I am married to my childhood sweetheart (aaah!) and we've been together since we were 13 and 14, so a good long while and we got together on a church youth walking holiday in the Lakes.  J has grown up playing in the woods and his top favourite pass time is walking on the South Downs.  It's more than that though.  I'd say, for him, it goes as far as a spiritual encounter when he walks up those ancient chalk paths.  It wouldn't be understating it to say that at this time of year, it feels like he comes out of hibernation after a long winter and has an irresistible craving for the hills!  So, a birthday walk seemed like the best present I could give him.


Having deposited the older ones to school and the younger ones to his mum, I whisked him away to the hills of South Harting.  Actually, he planned the walk, because I would be useless at this bit, but never mind.
After 10 years of struggling to be able to share these simple pleasures again, it felt like walking out into a new Universe.  Usually, J has gone on his own, which he does love, but left me at home nursing a baby, or a huge tummy.  It was so wonderful to go TOGETHER this time!


 There's something so enriching about stepping beyond the four walls you spend most of your time in - or even the town you are familiar with, and smelling different air, filling your vision with new scenery and challenging your feet to walk on uneven ground.  It was breathtakingly beautiful up there, and even though it was a fairly grey day, we could see for miles, the rolling hills of the Downs stretching fold upon fold in one direction, and the plane of South Harting village and its shining copper spire in the other.

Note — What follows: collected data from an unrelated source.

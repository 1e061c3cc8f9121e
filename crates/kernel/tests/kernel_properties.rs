//! Property tests for the smoothing kernel and boundary mapping.

use proptest::prelude::*;
use sph1d_kernel::{cubic_1d, d_cubic_1d, Boundary, BoundaryType};

proptest! {
    #![proptest_config(ProptestConfig::with_cases(256))]

    #[test]
    fn kernel_is_even(d in -5.0_f64..5.0, h in 0.01_f64..2.0) {
        prop_assert_eq!(cubic_1d(d, h), cubic_1d(-d, h));
    }

    #[test]
    fn derivative_is_odd(d in -5.0_f64..5.0, h in 0.01_f64..2.0) {
        prop_assert_eq!(d_cubic_1d(d, h), -d_cubic_1d(-d, h));
    }

    #[test]
    fn kernel_vanishes_outside_support(r in 2.001_f64..10.0, h in 0.01_f64..2.0) {
        let d = r * h;
        prop_assert_eq!(cubic_1d(d, h), 0.0);
        prop_assert_eq!(cubic_1d(-d, h), 0.0);
        prop_assert_eq!(d_cubic_1d(d, h), 0.0);
    }

    #[test]
    fn kernel_is_non_negative(d in -5.0_f64..5.0, h in 0.01_f64..2.0) {
        prop_assert!(cubic_1d(d, h) >= 0.0);
    }

    #[test]
    fn solid_reflection(delta in 1.0e-6_f64..1.0, v in -5.0_f64..5.0, a in -5.0_f64..5.0) {
        let boundary = Boundary::new(BoundaryType::Solid, 0.0, 10.0).unwrap();
        let (mut x, mut vx, mut ax) = (10.0 + delta, v, a);
        boundary.map_inside(&mut x, &mut vx, &mut ax);
        prop_assert!((x - (10.0 - delta)).abs() < 1.0e-12);
        prop_assert_eq!(vx, -v);
        prop_assert_eq!(ax, -a);
        prop_assert!(boundary.contains(x));
    }

    #[test]
    fn cyclic_wrap(delta in 1.0e-6_f64..1.0, v in -5.0_f64..5.0, a in -5.0_f64..5.0) {
        let boundary = Boundary::new(BoundaryType::Cyclic, 0.0, 10.0).unwrap();
        let (mut x, mut vx, mut ax) = (10.0 + delta, v, a);
        boundary.map_inside(&mut x, &mut vx, &mut ax);
        prop_assert!((x - delta).abs() < 1.0e-12);
        prop_assert_eq!(vx, v);
        prop_assert_eq!(ax, a);
        prop_assert!(boundary.contains(x));
    }

    #[test]
    fn ghosts_stay_outside_the_domain(
        positions in proptest::collection::vec(0.0_f64..10.0, 1..200),
        h in 0.05_f64..1.0,
        cyclic in any::<bool>(),
    ) {
        let kind = if cyclic { BoundaryType::Cyclic } else { BoundaryType::Solid };
        let mut boundary = Boundary::new(kind, 0.0, 10.0).unwrap();
        boundary.update(&positions, h);
        for &g in boundary.left_ghosts() {
            prop_assert!(g <= 0.0 && g > -2.0 * h);
        }
        for &g in boundary.right_ghosts() {
            prop_assert!(g >= 10.0 && g < 10.0 + 2.0 * h);
        }
    }
}

#[test]
fn kernel_continuity_at_branch_points() {
    for &h in &[0.05, 0.1, 0.5, 1.0] {
        for &r in &[1.0, 2.0] {
            let eps = 1.0e-10;
            let below = cubic_1d((r - eps) * h, h);
            let above = cubic_1d((r + eps) * h, h);
            assert!((below - above).abs() < 1.0e-6 / h, "h={h}, R={r}");
            let d_below = d_cubic_1d((r - eps) * h, h);
            let d_above = d_cubic_1d((r + eps) * h, h);
            assert!((d_below - d_above).abs() < 1.0e-6 / (h * h), "h={h}, R={r}");
        }
    }
}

It wasn't a long walk, just 6 miles, with a lunch stop at the sweetest little tucked into the valley pub called the Royal Oak.  I can highly recommend this place - a wonderful place to seek out, and I am told the garden in the summer is a real sun trap.  What a stunning place to revive yourself!


 It seems quite personal to say what I am about to say, but I'm going to anyway!  Sometimes when you are bringing children into the world, it seems that your borders close in. It's a cosy feeling most of the time - a lovely, protective, safe and homely place. You create a nest for your family- not just physically, but in the things you are prepared to give up to make their lives comfortable and rich.  Often, the things you lay down, are valuable and precious to you and for a while, they line the nest, like feathers. When we were young, we'd dream of taking our children on our wild adventures, packing them up and whisking them away to the places we'd dreamt of.  I think we still will.  What I am trying clumsily to say is that, as soon as you hold that tiny life, you realise it's not about your adventures anymore - it's all about theirsThey are your adventure now.

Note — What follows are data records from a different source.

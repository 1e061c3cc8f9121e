//! Ground (bathymetry) profiles.
//!
//! A ground profile is a stateless function of position and time returning
//! the bed height `b(x, t)` and its slope `db/dx`. Every variant implements
//! the slope as the analytic derivative of its height; the integrators rely on
//! this when computing the bed contribution `-g * db/dx` to the acceleration.

use std::f64::consts::PI;
use std::str::FromStr;

use serde::{Deserialize, Serialize};

use crate::error::{require_finite, require_positive, SimError};
use crate::sph::{cubic_1d, d_cubic_1d};

/// Closed set of ground profiles.
///
/// Time-dependent variants are periodic in `t` with the given `period` (s).
#[derive(Debug, Clone, Copy, PartialEq, Serialize, Deserialize)]
#[serde(tag = "type", rename_all = "kebab-case")]
pub enum GroundProfile {
    /// Constant bed height.
    Flat {
        /// Bed height (m)
        height: f64,
    },
    /// Static inclined plane `b = offset + slope * x`.
    Linear {
        /// Bed slope (dimensionless)
        slope: f64,
        /// Bed height at x = 0 (m)
        offset: f64,
    },
    /// Static sinusoidal bed `b = offset + A sin(2 pi x / wavelength)`.
    Sine {
        /// Amplitude A (m)
        amplitude: f64,
        /// Wavelength (m)
        wavelength: f64,
        /// Mean bed height (m)
        offset: f64,
    },
    /// Plane tilting about `pivot` with slope `max_slope * sin(2 pi t / period)`.
    TiltingLinear {
        /// Peak slope (dimensionless)
        max_slope: f64,
        /// Oscillation period (s)
        period: f64,
        /// Position the plane rotates about (m)
        pivot: f64,
    },
    /// Cubic-kernel shaped bump at `center` whose peak height rises and falls
    /// as `amplitude * (1 - cos(2 pi t / period)) / 2`.
    KernelBump {
        /// Peak bump height (m)
        amplitude: f64,
        /// Kernel smoothing length of the bump; the bump spans 4 * width (m)
        width: f64,
        /// Bump center (m)
        center: f64,
        /// Rise-and-fall period (s)
        period: f64,
    },
    /// Standing sine bed `b = offset + A sin(2 pi x / wavelength) sin(2 pi t / period)`.
    DoubleSine {
        /// Amplitude A (m)
        amplitude: f64,
        /// Wavelength (m)
        wavelength: f64,
        /// Oscillation period (s)
        period: f64,
        /// Mean bed height (m)
        offset: f64,
    },
}

impl Default for GroundProfile {
    fn default() -> Self {
        GroundProfile::Flat { height: 0.0 }
    }
}

impl GroundProfile {
    /// Preset names accepted by [`GroundProfile::from_str`].
    pub const PRESET_NAMES: &'static str =
        "flat, linear, sine, tilting-linear, kernel-bump, double-sine";

    /// Bed height `b(x, t)`.
    pub fn height(&self, x: f64, t: f64) -> f64 {
        match *self {
            GroundProfile::Flat { height } => height,
            GroundProfile::Linear { slope, offset } => offset + slope * x,
            GroundProfile::Sine {
                amplitude,
                wavelength,
                offset,
            } => offset + amplitude * (wavenumber(wavelength) * x).sin(),
            GroundProfile::TiltingLinear {
                max_slope,
                period,
                pivot,
            } => max_slope * phase(t, period).sin() * (x - pivot),
            GroundProfile::KernelBump {
                amplitude,
                width,
                center,
                period,
            } => bump_scale(amplitude, width, t, period) * cubic_1d(x - center, width),
            GroundProfile::DoubleSine {
                amplitude,
                wavelength,
                period,
                offset,
            } => {
                offset
                    + amplitude
                        * (wavenumber(wavelength) * x).sin()
                        * phase(t, period).sin()
            }
        }
    }

    /// Bed slope `db/dx (x, t)`.
    pub fn slope(&self, x: f64, t: f64) -> f64 {
        match *self {
            GroundProfile::Flat { .. } => 0.0,
            GroundProfile::Linear { slope, .. } => slope,
            GroundProfile::Sine {
                amplitude,
                wavelength,
                ..
            } => {
                let k = wavenumber(wavelength);
                amplitude * k * (k * x).cos()
            }
            GroundProfile::TiltingLinear {
                max_slope, period, ..
            } => max_slope * phase(t, period).sin(),
            GroundProfile::KernelBump {
                amplitude,
                width,
                center,
                period,
            } => bump_scale(amplitude, width, t, period) * d_cubic_1d(x - center, width),
            GroundProfile::DoubleSine {
                amplitude,
                wavelength,
                period,
                ..
            } => {
                let k = wavenumber(wavelength);
                amplitude * k * (k * x).cos() * phase(t, period).sin()
            }
        }
    }

    /// Whether height or slope depends on time.
    pub fn is_time_dependent(&self) -> bool {
        matches!(
            self,
            GroundProfile::TiltingLinear { .. }
                | GroundProfile::KernelBump { .. }
                | GroundProfile::DoubleSine { .. }
        )
    }

    /// Preset name of this variant.
    pub fn name(&self) -> &'static str {
        match self {
            GroundProfile::Flat { .. } => "flat",
            GroundProfile::Linear { .. } => "linear",
            GroundProfile::Sine { .. } => "sine",
            GroundProfile::TiltingLinear { .. } => "tilting-linear",
            GroundProfile::KernelBump { .. } => "kernel-bump",
            GroundProfile::DoubleSine { .. } => "double-sine",
        }
    }

    /// Check every parameter is finite and lengths/periods are positive.
    pub fn validate(&self) -> Result<(), SimError> {
        match *self {
            GroundProfile::Flat { height } => {
                require_finite("ground height", height)?;
            }
            GroundProfile::Linear { slope, offset } => {
                require_finite("ground slope", slope)?;
                require_finite("ground offset", offset)?;
            }
            GroundProfile::Sine {
                amplitude,
                wavelength,
                offset,
            } => {
                require_finite("ground amplitude", amplitude)?;
                require_positive("ground wavelength", wavelength)?;
                require_finite("ground offset", offset)?;
            }
            GroundProfile::TiltingLinear {
                max_slope,
                period,
                pivot,
            } => {
                require_finite("ground max slope", max_slope)?;
                require_positive("ground period", period)?;
                require_finite("ground pivot", pivot)?;
            }
            GroundProfile::KernelBump {
                amplitude,
                width,
                center,
                period,
            } => {
                require_finite("ground amplitude", amplitude)?;
                require_positive("ground bump width", width)?;
                require_finite("ground bump center", center)?;
                require_positive("ground period", period)?;
            }
            GroundProfile::DoubleSine {
                amplitude,
                wavelength,
                period,
                offset,
            } => {
                require_finite("ground amplitude", amplitude)?;
                require_positive("ground wavelength", wavelength)?;
                require_positive("ground period", period)?;
                require_finite("ground offset", offset)?;
            }
        }
        Ok(())
    }
}

/// Parses a preset name into a profile with default parameters.
impl FromStr for GroundProfile {
    type Err = SimError;

    fn from_str(s: &str) -> Result<Self, Self::Err> {
        let profile = match s.trim().to_ascii_lowercase().as_str() {
            "flat" => GroundProfile::Flat { height: 0.0 },
            "linear" => GroundProfile::Linear {
                slope: 0.1,
                offset: 0.0,
            },
            "sine" => GroundProfile::Sine {
                amplitude: 0.1,
                wavelength: 2.0,
                offset: 0.1,
            },
            "tilting-linear" => GroundProfile::TiltingLinear {
                max_slope: 0.05,
                period: 4.0,
                pivot: 5.0,
            },
            "kernel-bump" => GroundProfile::KernelBump {
                amplitude: 0.3,
                width: 0.5,
                center: 5.0,
                period: 6.0,
            },
            "double-sine" => GroundProfile::DoubleSine {
                amplitude: 0.1,
                wavelength: 5.0,
                period: 3.0,
                offset: 0.1,
            },
            _ => {
                return Err(SimError::UnknownVariant {
                    kind: "ground profile",
                    value: s.to_string(),
                    expected: Self::PRESET_NAMES,
                })
            }
        };
        Ok(profile)
    }
}

#[inline]
fn wavenumber(wavelength: f64) -> f64 {
    2.0 * PI / wavelength
}

#[inline]
fn phase(t: f64, period: f64) -> f64 {
    2.0 * PI * t / period
}

/// Factor turning the unit-area kernel into a bump of the current peak height.
#[inline]
fn bump_scale(amplitude: f64, width: f64, t: f64, period: f64) -> f64 {
    let peak = amplitude * 0.5 * (1.0 - phase(t, period).cos());
    // cubic_1d(0, width) = 2 / (3 width)
    peak * 1.5 * width
}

The walk we completed last Friday was so much more than a walk for me.  It was the beginning of a new season.  The adventure is taking a new path and the shattering hard work of small babies is done now.  We can get out and breath the fresh air...ask ourselves where the adventure will lead us all next.  What's over the brow of that hill?


 Some of you are still in that shattering hard work bit, or you're about to embark on it.  The things you are laying down now, the spontaneity, the dreams you don't think you're going to be able to pick up again...they'll still be there and gradually, bit by bit, you'll be able to pick them up again.  They will be richer and more beautiful.  They don't disappear.  They don't fade.  They will have lined the nest for a while. 

The littlest birds have the prettiest song.